→ **Assignment**
Produce an exact copy of the first line of the data below and each line after it, please, up to and including the one with "pub fn new(year: i32, month: u32)".

--- Records provided Enclosed Below ---

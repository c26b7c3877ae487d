use crate::models::{date_key, CalendarStore};
use chrono::{Datelike, Months, NaiveDate};
use serde::Serialize;
use std::fmt;
use std::str::FromStr;

pub const WEEKDAY_LABELS: [&str; 7] = ["Sun", "Mon", "Tue", "Wed", "Thu", "Fri", "Sat"];

/// A calendar month, held as its first day.
#[derive(Debug, Clone, Copy, PartialEq, Eq, PartialOrd, Ord, Hash)]
pub struct MonthRef {
    first: NaiveDate,
}

impl MonthRef {
    pub fn new(year: i32, month: u32) -> Option<Self> {
        NaiveDate::from_ymd_opt(year, month, 1).map(|first| Self { first })
    }

    pub fn containing(date: NaiveDate) -> Self {
        Self {
            first: date - chrono::Duration::days(i64::from(date.day0())),
        }
    }

    pub fn year(&self) -> i32 {
        self.first.year()
    }

    pub fn month(&self) -> u32 {
        self.first.month()
    }

    pub fn first_day(&self) -> NaiveDate {
        self.first
    }

    pub fn last_day(&self) -> NaiveDate {
        self.days().last().copied().unwrap_or(self.first)
    }

    pub fn days(&self) -> Vec<NaiveDate> {
        let month = self.month();
        self.first
            .iter_days()
            .take_while(|day| day.month() == month)
            .collect()
    }

    /// Moves by `delta` months. Past chrono's representable range the month
    /// is returned unchanged.
    pub fn shift(self, delta: i32) -> Self {
        let months = Months::new(delta.unsigned_abs());
        let shifted = if delta >= 0 {
            self.first.checked_add_months(months)
        } else {
            self.first.checked_sub_months(months)
        };
        shifted.map(|first| Self { first }).unwrap_or(self)
    }

    pub fn prev(self) -> Self {
        self.shift(-1)
    }

    pub fn next(self) -> Self {
        self.shift(1)
    }

    /// Blank cells before the 1st in a Sunday-first grid.
    pub fn leading_blanks(&self) -> u32 {
        self.first.weekday().num_days_from_sunday()
    }

    pub fn contains(&self, date: NaiveDate) -> bool {
        date.year() == self.year() && date.month() == self.month()
    }

    pub fn label(&self) -> String {
        self.first.format("%B %Y").to_string()
    }

    pub fn key(&self) -> String {
        self.to_string()
    }
}

impl fmt::Display for MonthRef {
    fn fmt(&self, f: &mut fmt::Formatter<'_>) -> fmt::Result {
        write!(f, "{:04}-{:02}", self.year(), self.month())
    }
}

impl FromStr for MonthRef {
    type Err = String;

    fn from_str(value: &str) -> Result<Self, Self::Err> {
        let value = value.trim();
        let invalid = || format!("month must be formatted as YYYY-MM, got '{value}'");
        let (year, month) = value.split_once('-').ok_or_else(invalid)?;
        let digits = |part: &str| part.bytes().all(|b| b.is_ascii_digit());
        if year.len() != 4 || month.len() != 2 || !digits(year) || !digits(month) {
            return Err(invalid());
        }
        let year = year.parse::<i32>().map_err(|_| invalid())?;
        let month = month.parse::<u32>().map_err(|_| invalid())?;
        Self::new(year, month).ok_or_else(invalid)
    }
}

#[derive(Debug, Clone, Serialize)]
pub struct DayCell {
    pub date: String,
    pub day: u32,
    pub label: String,
    pub in_month: bool,
    pub is_today: bool,
    pub completed: bool,
    pub failed: bool,
    pub note: String,
}

#[derive(Debug, Clone, Serialize)]
pub struct MonthView {
    pub month: String,
    pub label: String,
    pub prev: String,
    pub next: String,
    pub leading_blanks: u32,
    pub weekdays: [&'static str; 7],
    pub cells: Vec<DayCell>,
}

pub fn build_month_view(store: &CalendarStore, month: MonthRef, today: NaiveDate) -> MonthView {
    let cells = month
        .days()
        .into_iter()
        .map(|day| {
            let record = store.record(day);
            DayCell {
                date: date_key(day),
                day: day.day(),
                label: day_label(day),
                in_month: month.contains(day),
                is_today: day == today,
                completed: record.is_completed(),
                failed: record.is_failed(),
                note: record.note,
            }
        })
        .collect();

    MonthView {
        month: month.key(),
        label: month.label(),
        prev: month.prev().key(),
        next: month.next().key(),
        leading_blanks: month.leading_blanks(),
        weekdays: WEEKDAY_LABELS,
        cells,
    }
}

pub fn day_label(day: NaiveDate) -> String {
    day.format("%B %-d, %Y").to_string()
}

#[cfg(test)]
mod tests {
    use super::*;
    use crate::models::StatusKind;

    fn october() -> MonthRef {
        MonthRef::new(2026, 10).unwrap()
    }

    #[test]
    fn twelve_forward_twelve_back_is_identity() {
        let start = october();
        let mut month = start;
        for _ in 0..12 {
            month = month.next();
        }
        assert_eq!(month, MonthRef::new(2027, 10).unwrap());
        for _ in 0..12 {
            month = month.prev();
        }
        assert_eq!(month, start);
        assert_eq!(start.shift(-25).key(), "2024-09");
    }

    #[test]
    fn month_bounds_and_offset() {
        let month = october();
        assert_eq!(month.first_day(), NaiveDate::from_ymd_opt(2026, 10, 1).unwrap());
        assert_eq!(month.last_day(), NaiveDate::from_ymd_opt(2026, 10, 31).unwrap());
        assert_eq!(month.days().len(), 31);
        // October 1st 2026 is a Thursday
        assert_eq!(month.leading_blanks(), 4);

        let feb = MonthRef::new(2024, 2).unwrap();
        assert_eq!(feb.days().len(), 29);
        assert_eq!(feb.leading_blanks(), 4);
    }

    #[test]
    fn parses_and_prints_month_keys() {
        assert_eq!("2026-10".parse::<MonthRef>(), Ok(october()));
        assert_eq!(october().to_string(), "2026-10");
        assert_eq!(october().label(), "October 2026");
        assert!("2026-13".parse::<MonthRef>().is_err());
        assert!("2026-1".parse::<MonthRef>().is_err());
        assert!("october".parse::<MonthRef>().is_err());
        assert!("+202-10".parse::<MonthRef>().is_err());
        assert!("2026-+1".parse::<MonthRef>().is_err());
    }

    #[test]
    fn containing_snaps_to_first_day() {
        let date = NaiveDate::from_ymd_opt(2026, 10, 17).unwrap();
        assert_eq!(MonthRef::containing(date), october());
    }

    #[test]
    fn month_view_binds_records_to_cells() {
        let mut store = CalendarStore::default();
        let today = NaiveDate::from_ymd_opt(2026, 10, 17).unwrap();
        store.toggle_status(today, StatusKind::Completed);
        store.toggle_status(NaiveDate::from_ymd_opt(2026, 10, 3).unwrap(), StatusKind::Failed);
        store.set_note(NaiveDate::from_ymd_opt(2026, 10, 3).unwrap(), "travel");
        store.toggle_status(NaiveDate::from_ymd_opt(2026, 11, 1).unwrap(), StatusKind::Completed);

        let view = build_month_view(&store, october(), today);
        assert_eq!(view.month, "2026-10");
        assert_eq!(view.prev, "2026-09");
        assert_eq!(view.next, "2026-11");
        assert_eq!(view.leading_blanks, 4);
        assert_eq!(view.cells.len(), 31);
        assert!(view.cells.iter().all(|cell| cell.in_month));

        let third = &view.cells[2];
        assert_eq!(third.date, "2026-10-03");
        assert_eq!(third.label, "October 3, 2026");
        assert!(third.failed && !third.completed);
        assert_eq!(third.note, "travel");

        let seventeenth = &view.cells[16];
        assert!(seventeenth.is_today && seventeenth.completed);
        assert_eq!(view.cells.iter().filter(|cell| cell.completed).count(), 1);
    }
}
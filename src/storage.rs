use crate::errors::AppError;
use crate::models::{CalendarStore, DayRecord};
use serde::{Deserialize, Serialize};
use std::collections::BTreeMap;
use std::{env, path::Path, path::PathBuf};
use tokio::fs;
use tracing::{error, info, warn};

pub const STORE_VERSION: u32 = 1;

pub fn resolve_data_path() -> Result<PathBuf, std::io::Error> {
    if let Ok(path) = env::var("APP_DATA_PATH") {
        return Ok(PathBuf::from(path));
    }

    Ok(PathBuf::from("data/state.json"))
}

#[derive(Serialize)]
struct Envelope<'a> {
    version: u32,
    days: &'a BTreeMap<String, DayRecord>,
}

#[derive(Deserialize)]
#[serde(untagged)]
enum StoredData {
    Versioned {
        version: u32,
        days: BTreeMap<String, DayRecord>,
    },
    Legacy(BTreeMap<String, DayRecord>),
}

/// Decodes a stored file, accepting both the versioned envelope and the
/// bare date map written before versioning.
pub fn decode_store(bytes: &[u8]) -> Result<CalendarStore, String> {
    match serde_json::from_slice::<StoredData>(bytes) {
        Ok(StoredData::Versioned { version, days }) if version <= STORE_VERSION => {
            Ok(CalendarStore { days })
        }
        Ok(StoredData::Versioned { version, .. }) => {
            Err(format!("unsupported data version {version}"))
        }
        Ok(StoredData::Legacy(days)) => {
            warn!("migrating unversioned data file ({} days)", days.len());
            Ok(CalendarStore { days })
        }
        Err(err) => Err(err.to_string()),
    }
}

pub fn encode_store(store: &CalendarStore) -> Result<Vec<u8>, serde_json::Error> {
    serde_json::to_vec_pretty(&Envelope {
        version: STORE_VERSION,
        days: &store.days,
    })
}

pub async fn load_data(path: &Path) -> CalendarStore {
    match fs::read(path).await {
        Ok(bytes) => match decode_store(&bytes) {
            Ok(store) => {
                info!("loaded {} days from {}", store.len(), path.display());
                store
            }
            Err(err) => {
                error!("failed to parse data file: {err}");
                CalendarStore::default()
            }
        },
        Err(err) if err.kind() == std::io::ErrorKind::NotFound => CalendarStore::default(),
        Err(err) => {
            error!("failed to read data file: {err}");
            CalendarStore::default()
        }
    }
}

pub async fn persist_data(path: &Path, store: &CalendarStore) -> Result<(), AppError> {
    let payload = encode_store(store).map_err(AppError::internal)?;
    fs::write(path, payload).await.map_err(AppError::internal)?;
    Ok(())
}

--- End of Enclosed Records provided ---

→ **Result**
repository c26b7c3877ae487d
use crate::models::{date_key, CalendarStore};
use chrono::{Datelike, Months, NaiveDate};
use serde::Serialize;
use std::fmt;
use std::str::FromStr;

pub const WEEKDAY_LABELS: [&str; 7] = ["Sun", "Mon", "Tue", "Wed", "Thu", "Fri", "Sat"];

/// A calendar month, held as its first day.
#[derive(Debug, Clone, Copy, PartialEq, Eq, PartialOrd, Ord, Hash)]
pub struct MonthRef {
    first: NaiveDate,
}

impl MonthRef {
    pub fn new(year: i32, month: u32) -> Option<Self> {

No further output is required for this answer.